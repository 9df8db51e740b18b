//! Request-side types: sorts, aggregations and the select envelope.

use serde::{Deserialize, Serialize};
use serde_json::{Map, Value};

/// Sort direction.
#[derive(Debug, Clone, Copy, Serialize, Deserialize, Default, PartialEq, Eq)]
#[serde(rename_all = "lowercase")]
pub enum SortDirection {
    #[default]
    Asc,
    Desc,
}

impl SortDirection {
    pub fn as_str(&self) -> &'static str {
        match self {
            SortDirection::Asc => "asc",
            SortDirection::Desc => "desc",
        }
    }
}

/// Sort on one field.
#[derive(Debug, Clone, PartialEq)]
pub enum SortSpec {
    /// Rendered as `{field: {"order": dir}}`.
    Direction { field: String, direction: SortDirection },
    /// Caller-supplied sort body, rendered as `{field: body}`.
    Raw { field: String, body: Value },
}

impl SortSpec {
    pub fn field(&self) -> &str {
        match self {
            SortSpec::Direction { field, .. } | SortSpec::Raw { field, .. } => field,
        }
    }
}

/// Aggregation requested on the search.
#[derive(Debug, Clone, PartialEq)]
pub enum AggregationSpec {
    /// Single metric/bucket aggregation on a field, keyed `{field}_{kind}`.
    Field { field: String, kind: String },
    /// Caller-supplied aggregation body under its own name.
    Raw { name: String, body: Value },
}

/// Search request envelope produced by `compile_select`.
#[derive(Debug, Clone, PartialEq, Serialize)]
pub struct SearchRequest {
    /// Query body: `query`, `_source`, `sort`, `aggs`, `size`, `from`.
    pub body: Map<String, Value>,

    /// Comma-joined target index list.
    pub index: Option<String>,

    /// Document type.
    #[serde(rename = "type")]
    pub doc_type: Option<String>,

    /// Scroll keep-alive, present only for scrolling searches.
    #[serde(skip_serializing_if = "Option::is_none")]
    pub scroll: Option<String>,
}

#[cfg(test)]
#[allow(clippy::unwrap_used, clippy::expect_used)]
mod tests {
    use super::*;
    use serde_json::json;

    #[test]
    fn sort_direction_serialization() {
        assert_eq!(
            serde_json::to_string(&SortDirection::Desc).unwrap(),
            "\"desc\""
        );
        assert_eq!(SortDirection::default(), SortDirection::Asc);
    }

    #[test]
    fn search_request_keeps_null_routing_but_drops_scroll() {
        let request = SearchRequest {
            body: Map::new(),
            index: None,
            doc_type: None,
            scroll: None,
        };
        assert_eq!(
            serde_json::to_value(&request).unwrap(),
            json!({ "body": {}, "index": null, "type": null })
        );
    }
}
--
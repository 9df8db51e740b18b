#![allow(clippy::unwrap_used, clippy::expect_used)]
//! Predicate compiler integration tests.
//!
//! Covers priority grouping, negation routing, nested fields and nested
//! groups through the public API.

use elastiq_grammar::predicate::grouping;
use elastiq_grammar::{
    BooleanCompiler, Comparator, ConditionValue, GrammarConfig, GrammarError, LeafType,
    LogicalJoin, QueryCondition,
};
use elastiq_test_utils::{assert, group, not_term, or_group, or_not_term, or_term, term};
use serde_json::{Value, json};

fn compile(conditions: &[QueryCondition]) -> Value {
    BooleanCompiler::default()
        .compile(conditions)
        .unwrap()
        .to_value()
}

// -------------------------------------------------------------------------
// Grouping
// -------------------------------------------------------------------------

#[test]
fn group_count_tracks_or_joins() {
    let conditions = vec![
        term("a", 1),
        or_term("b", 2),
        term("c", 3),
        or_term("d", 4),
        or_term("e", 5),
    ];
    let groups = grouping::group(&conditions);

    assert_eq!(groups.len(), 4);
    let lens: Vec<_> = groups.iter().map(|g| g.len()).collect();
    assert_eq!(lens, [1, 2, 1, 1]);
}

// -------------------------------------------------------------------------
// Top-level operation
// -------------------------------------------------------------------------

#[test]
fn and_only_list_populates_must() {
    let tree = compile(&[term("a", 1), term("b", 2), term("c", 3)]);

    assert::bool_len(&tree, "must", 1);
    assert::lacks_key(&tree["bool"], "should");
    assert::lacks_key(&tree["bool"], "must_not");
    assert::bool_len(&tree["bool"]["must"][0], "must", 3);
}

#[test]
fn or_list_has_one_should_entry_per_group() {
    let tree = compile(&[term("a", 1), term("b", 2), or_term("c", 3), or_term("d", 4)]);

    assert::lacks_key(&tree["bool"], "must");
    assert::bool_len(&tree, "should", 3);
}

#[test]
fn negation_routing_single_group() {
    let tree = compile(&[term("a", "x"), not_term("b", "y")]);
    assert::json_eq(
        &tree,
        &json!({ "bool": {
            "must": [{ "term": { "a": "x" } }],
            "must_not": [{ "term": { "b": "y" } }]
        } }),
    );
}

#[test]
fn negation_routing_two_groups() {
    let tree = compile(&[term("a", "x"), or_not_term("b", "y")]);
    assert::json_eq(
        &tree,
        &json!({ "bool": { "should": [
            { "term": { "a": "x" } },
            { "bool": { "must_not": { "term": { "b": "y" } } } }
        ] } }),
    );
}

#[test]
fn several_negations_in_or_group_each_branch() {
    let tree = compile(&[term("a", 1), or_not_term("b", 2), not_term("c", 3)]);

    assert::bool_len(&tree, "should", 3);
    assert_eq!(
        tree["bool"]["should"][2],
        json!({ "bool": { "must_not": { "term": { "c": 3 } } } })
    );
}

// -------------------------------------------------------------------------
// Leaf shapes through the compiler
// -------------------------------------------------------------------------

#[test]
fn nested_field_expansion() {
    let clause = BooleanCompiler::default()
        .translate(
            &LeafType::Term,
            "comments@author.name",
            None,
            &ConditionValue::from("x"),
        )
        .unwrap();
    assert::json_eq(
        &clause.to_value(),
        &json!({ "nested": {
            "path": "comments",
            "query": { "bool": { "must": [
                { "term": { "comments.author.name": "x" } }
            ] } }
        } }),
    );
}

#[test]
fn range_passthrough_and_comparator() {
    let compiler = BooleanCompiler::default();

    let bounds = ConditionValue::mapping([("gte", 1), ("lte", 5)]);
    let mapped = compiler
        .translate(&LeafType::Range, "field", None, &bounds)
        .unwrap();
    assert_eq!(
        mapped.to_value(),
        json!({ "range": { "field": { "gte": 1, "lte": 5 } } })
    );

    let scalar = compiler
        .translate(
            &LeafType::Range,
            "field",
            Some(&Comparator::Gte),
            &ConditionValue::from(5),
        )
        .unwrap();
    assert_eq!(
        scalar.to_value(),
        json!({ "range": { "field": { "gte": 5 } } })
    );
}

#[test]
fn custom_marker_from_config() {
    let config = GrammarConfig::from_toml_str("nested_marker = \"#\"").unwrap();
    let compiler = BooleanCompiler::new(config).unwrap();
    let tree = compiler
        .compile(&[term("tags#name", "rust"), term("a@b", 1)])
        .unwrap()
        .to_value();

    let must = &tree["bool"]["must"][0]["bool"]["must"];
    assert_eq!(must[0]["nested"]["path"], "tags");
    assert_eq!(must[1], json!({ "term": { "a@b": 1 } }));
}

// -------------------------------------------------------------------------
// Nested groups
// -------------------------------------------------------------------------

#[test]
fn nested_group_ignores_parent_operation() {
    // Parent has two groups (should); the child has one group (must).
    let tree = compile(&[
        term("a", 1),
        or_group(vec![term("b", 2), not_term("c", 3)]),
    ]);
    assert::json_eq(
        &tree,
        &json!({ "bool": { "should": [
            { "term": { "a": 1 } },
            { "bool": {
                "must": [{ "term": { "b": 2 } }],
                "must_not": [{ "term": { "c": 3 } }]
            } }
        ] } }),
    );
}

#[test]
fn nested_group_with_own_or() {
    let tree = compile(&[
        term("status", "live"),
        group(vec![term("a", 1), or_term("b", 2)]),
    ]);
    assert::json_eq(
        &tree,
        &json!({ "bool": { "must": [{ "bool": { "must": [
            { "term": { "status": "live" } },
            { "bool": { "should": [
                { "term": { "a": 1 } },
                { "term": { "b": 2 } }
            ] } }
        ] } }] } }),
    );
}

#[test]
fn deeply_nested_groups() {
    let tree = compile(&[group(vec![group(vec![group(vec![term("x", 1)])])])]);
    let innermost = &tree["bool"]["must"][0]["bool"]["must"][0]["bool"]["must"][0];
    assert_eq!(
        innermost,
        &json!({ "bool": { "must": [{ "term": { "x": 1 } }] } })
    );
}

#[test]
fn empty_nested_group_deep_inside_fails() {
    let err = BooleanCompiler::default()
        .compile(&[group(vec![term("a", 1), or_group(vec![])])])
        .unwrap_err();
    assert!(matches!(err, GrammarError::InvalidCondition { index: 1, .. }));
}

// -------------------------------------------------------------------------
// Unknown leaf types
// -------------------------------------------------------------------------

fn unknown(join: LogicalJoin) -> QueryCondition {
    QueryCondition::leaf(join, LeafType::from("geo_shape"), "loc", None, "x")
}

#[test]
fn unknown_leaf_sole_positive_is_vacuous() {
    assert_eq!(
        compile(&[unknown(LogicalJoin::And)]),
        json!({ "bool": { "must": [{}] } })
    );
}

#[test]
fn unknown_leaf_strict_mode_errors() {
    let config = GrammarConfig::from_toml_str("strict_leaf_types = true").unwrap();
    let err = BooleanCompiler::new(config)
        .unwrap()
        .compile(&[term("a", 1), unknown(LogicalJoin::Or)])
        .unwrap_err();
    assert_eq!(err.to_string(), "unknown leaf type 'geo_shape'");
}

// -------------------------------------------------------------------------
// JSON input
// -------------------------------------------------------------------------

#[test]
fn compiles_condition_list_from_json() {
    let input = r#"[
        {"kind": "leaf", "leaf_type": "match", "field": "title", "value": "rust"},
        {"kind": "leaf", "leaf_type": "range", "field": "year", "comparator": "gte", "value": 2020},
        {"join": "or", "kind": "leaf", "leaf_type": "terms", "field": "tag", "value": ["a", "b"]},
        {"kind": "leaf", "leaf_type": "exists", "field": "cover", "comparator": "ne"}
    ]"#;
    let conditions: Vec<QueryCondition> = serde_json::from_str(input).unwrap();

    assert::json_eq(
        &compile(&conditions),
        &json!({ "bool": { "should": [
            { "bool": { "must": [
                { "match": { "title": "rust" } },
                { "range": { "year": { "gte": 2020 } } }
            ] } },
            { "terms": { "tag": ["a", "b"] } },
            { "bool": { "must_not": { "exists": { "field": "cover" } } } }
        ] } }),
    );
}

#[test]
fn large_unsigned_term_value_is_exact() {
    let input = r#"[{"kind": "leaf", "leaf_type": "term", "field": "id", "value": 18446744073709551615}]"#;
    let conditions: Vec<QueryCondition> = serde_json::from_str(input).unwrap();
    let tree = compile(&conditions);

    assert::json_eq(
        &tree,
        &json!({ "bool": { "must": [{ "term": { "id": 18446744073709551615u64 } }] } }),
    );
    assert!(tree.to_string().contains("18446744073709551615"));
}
==
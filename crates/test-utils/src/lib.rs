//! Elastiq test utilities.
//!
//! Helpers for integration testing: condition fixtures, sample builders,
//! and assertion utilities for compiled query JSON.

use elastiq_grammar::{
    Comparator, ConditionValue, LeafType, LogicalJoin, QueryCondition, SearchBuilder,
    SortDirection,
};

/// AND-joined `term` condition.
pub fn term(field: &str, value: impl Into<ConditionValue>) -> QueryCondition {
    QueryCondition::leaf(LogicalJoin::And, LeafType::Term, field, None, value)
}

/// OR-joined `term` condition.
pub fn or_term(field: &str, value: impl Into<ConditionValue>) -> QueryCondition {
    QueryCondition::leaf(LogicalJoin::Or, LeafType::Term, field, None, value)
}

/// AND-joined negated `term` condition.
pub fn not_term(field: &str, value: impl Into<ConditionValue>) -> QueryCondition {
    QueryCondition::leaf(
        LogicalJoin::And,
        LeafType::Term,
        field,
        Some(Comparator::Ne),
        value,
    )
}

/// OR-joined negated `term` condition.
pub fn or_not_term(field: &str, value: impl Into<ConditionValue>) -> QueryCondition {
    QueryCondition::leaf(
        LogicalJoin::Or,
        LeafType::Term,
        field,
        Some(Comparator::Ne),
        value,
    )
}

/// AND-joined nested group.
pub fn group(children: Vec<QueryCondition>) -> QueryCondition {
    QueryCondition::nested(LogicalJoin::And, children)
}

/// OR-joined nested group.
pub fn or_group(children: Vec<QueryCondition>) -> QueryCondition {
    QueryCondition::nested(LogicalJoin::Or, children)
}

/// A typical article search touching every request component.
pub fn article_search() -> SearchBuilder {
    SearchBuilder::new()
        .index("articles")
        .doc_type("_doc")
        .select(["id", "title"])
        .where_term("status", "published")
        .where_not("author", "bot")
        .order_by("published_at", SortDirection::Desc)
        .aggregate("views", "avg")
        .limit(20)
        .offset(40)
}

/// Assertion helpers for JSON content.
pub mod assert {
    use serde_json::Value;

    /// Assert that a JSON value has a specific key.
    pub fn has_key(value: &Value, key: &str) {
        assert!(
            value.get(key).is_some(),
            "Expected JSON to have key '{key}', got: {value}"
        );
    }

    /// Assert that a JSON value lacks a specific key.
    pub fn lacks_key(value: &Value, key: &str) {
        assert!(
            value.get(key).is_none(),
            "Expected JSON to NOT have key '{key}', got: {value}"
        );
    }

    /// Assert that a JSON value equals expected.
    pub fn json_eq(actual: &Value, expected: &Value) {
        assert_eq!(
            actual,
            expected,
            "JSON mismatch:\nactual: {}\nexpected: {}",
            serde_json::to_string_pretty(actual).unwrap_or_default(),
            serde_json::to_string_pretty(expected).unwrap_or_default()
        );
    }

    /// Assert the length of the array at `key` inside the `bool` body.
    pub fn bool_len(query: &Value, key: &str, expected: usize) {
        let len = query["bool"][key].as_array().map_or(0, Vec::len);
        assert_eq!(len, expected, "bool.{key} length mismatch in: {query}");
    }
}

WHAT THE EXERCISE ASKS: All lines with the string "BooleanCompiler" must be copied from the data.

YOUR RESPONSE:
    BooleanCompiler, Comparator, ConditionValue, GrammarConfig, GrammarError, LeafType,
    BooleanCompiler::default()
    let clause = BooleanCompiler::default()
    let compiler = BooleanCompiler::default();
    let compiler = BooleanCompiler::new(config).unwrap();
    let err = BooleanCompiler::default()
    let err = BooleanCompiler::new(config)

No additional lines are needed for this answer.